A responsabilidade é da Turquia e dos grupos terroristas que expulsam as pessoas de dentro da Síria. Sem falar nas sanções impostas pelos EUA e pela Europa, que têm sufocado a economia. Para vermos até que ponto chega a hipocrisia desses países. Eles falam que querem ajudar o povo sírio, mas bloqueiam a entrada de alimentos e de remédios. Quanto à disposição dos países europeus de receber refugiados, não estamos fazendo comércio com o nosso povo. Queremos que eles fiquem dentro do país. Em vez de fingirem choro por causa daqueles que morrem no ar, eles tinham que dar um basta no terrorismo. Estão esvaziando o país de suas capacidades humanas. Essas pessoas que fogem da Síria são muito bem instruídas, são médicos, engenheiros, professores, cientistas etc. Em vez de tratarem das consequências, eles deveriam abordar a raiz do problema. Muitos dos que se dizem refugiados sírios não são sírios, usam isso para entrar na Europa. Há uma orientação islâmica de mudança do tipo de tecido social europeu por meio dessa migração. Existe uma força por trás desse fenômeno.

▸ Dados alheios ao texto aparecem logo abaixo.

use serde::{Deserialize, Serialize};

/// GET /infra 响应：进程、主机与存储层指标
#[derive(Serialize, Deserialize, Debug, Clone, Default)]
pub struct InfraData {
    #[serde(default)]
    pub ts: String,
    #[serde(default)]
    pub process: ProcessInfo,
    #[serde(default)]
    pub cpu: CpuInfo,
    #[serde(default)]
    pub memory: MemoryInfo,
    #[serde(default)]
    pub disk: DiskInfo,
    #[serde(default)]
    pub database: DatabaseInfo,
    #[serde(default)]
    pub redis: CacheInfo,
    /// 上次对账距今，形如 "42s ago"
    #[serde(default)]
    pub recon_last: String,
    #[serde(default)]
    pub recon_status: String,
}

#[derive(Serialize, Deserialize, Debug, Clone, Default)]
pub struct ProcessInfo {
    #[serde(default)]
    pub uptime_seconds: i64,
    #[serde(default)]
    pub uptime_human: String,
    #[serde(default)]
    pub pid: i64,
}

#[derive(Serialize, Deserialize, Debug, Clone, Default)]
pub struct CpuInfo {
    #[serde(default)]
    pub usage_pct: f64,
    #[serde(default)]
    pub core_count: i64,
}

#[derive(Serialize, Deserialize, Debug, Clone, Default)]
pub struct MemoryInfo {
    #[serde(default)]
    pub total_mb: f64,
    #[serde(default)]
    pub used_mb: f64,
    #[serde(default)]
    pub available_mb: f64,
    #[serde(default)]
    pub usage_pct: f64,
}

#[derive(Serialize, Deserialize, Debug, Clone, Default)]
pub struct DiskInfo {
    #[serde(default)]
    pub total_gb: f64,
    #[serde(default)]
    pub used_gb: f64,
    #[serde(default)]
    pub usage_pct: f64,
}

#[derive(Serialize, Deserialize, Debug, Clone, Default)]
pub struct DatabaseInfo {
    #[serde(default)]
    pub pool: PoolInfo,
    #[serde(default)]
    pub active_queries: Option<i64>,
    /// 连接池耗尽标记，触发基础设施面板的醒目告警
    #[serde(default)]
    pub exhausted: bool,
}

#[derive(Serialize, Deserialize, Debug, Clone, Default)]
pub struct PoolInfo {
    #[serde(default)]
    pub size: i64,
    #[serde(default)]
    pub checked_out: i64,
    #[serde(default)]
    pub overflow: i64,
    #[serde(default)]
    pub usage_pct: f64,
}

#[derive(Serialize, Deserialize, Debug, Clone, Default)]
pub struct CacheInfo {
    #[serde(default)]
    pub available: bool,
    #[serde(default)]
    pub memory_mb: Option<f64>,
    #[serde(default)]
    pub max_memory_mb: Option<f64>,
    #[serde(default)]
    pub usage_pct: Option<f64>,
}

Em quanto tempo o senhor crê que a Síria encontrará a paz?
Nem o profeta sabe disso. Os países envolvidos nessa questão são vários, cada um com seus interesses. A questão não é entre sírios, mas entre países. A Síria conseguiu sair da parte difícil. É como se fosse uma garrafa. Saímos do fundo da garrafa, graças a sacrifícios feitos pelo nosso exército e por nosso povo. Nós venceremos quando ensinarmos ao mundo o amor que temos por nosso país e a nossa vontade de mantê-lo soberano, livre e independente. Não estamos apenas lutando pela Síria, mas pelo mundo, para que todos os povos saibam como é enfrentar o imperialismo e seus interesses escusos. Nosso objetivo: ou vivemos com dignidade ou morremos com dignidade.